Rectangle garden using a wall as one side of the perimeter. What are the dimensions if we have 16ft of fencing and an area of 30sqft.

To be clear, you are only using the fencing for 3 sides of the garden.

To find the dimensions of the rectangle garden, we can start by understanding the given information. We know that we have only 3 sides of fencing, and one of the sides is a wall and does not require fencing.

Let's assume the length of the garden is L feet and the width is W feet.

Since the garden has only three sides of fencing (2 widths and 1 length), we know that the total length of fencing is L + 2W feet. Given that we have 16 feet of fencing available, we can write the equation as:

L + 2W = 16

Next, we are given that the area of the garden is 30 square feet. The area of a rectangle is calculated by multiplying the length and width. Thus, we can write another equation using the area:

L * W = 30

Now, we have a system of two equations with two unknowns. We can solve these equations simultaneously to find the values of L and W.

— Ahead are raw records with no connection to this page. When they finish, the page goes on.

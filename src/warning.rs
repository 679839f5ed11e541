//! Out-of-band channel for conditions that are recoverable at runtime but
//! still indicate a bug worth a developer's attention: a dependency cycle
//! detected while scheduling, a [`crate::controller::Controller`] invoked
//! after its store is gone, a mutation rerun with an empty history. The
//! engine never panics for these (panics are reserved for
//! [`crate::error::EngineError::PathIndexOutOfRange`]-style misuse caught
//! in testing); instead it reports through this trait, whose default
//! implementation logs at `warn` level via `tracing`.

use crate::error::EngineError;
use std::sync::Arc;

pub trait WarningReporter: Send + Sync {
    fn report(&self, warning: &EngineError);
}

#[derive(Debug, Clone, Copy, Default)]
pub struct TracingWarningReporter;

impl WarningReporter for TracingWarningReporter {
    fn report(&self, warning: &EngineError) {
        tracing::warn!(error = %warning, "engine warning");
    }
}

pub fn default_reporter() -> Arc<dyn WarningReporter> {
    Arc::new(TracingWarningReporter)
}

Using substitution method, we can solve the first equation for L:

L = 16 - 2W

Substituting this expression for L in the second equation, we get:

(16 - 2W) * W = 30

Simplifying this equation, we have:

16W - 2W^2 = 30

Rearranging the equation to put it in standard quadratic form:

2W^2 - 16W + 30 = 0

Now, we can solve this quadratic equation to find the values of W. We can either factorize it or use the quadratic formula:

Using the quadratic formula: W = (-b ± sqrt(b^2 - 4ac)) / 2a

For this equation, a = 2, b = -16, and c = 30.

Plugging in these values, we have:

W = (-(-16) ± sqrt((-16)^2 - 4 * 2 * 30)) / (2 * 2)

Simplifying further:

W = (16 ± sqrt(256 - 240)) / 4

W = (16 ± sqrt(16)) / 4

W = (16 ± 4) / 4

Simplifying the equation with both possibilities:

1. W = (16 + 4) / 4 = 20 / 4 = 5

2. W = (16 - 4) / 4 = 12 / 4 = 3

We obtained two values for W: 5 feet and 3 feet.

Now, we can substitute these values back into the equation L = 16 - 2W to find the corresponding values for L:

1. For W = 5:

L = 16 - 2 * 5 = 16 - 10 = 6

So, one possible set of dimensions for the rectangle garden is 6 feet for length (L) and 5 feet for width (W).

2. For W = 3:

L = 16 - 2 * 3 = 16 - 6 = 10

So, the other possible set of dimensions for the rectangle garden is 10 feet for length (L) and 3 feet for width (W).

Therefore, the dimensions of the rectangle garden, considering the given constraints, are either 6ft x 5ft or 10ft x 3ft.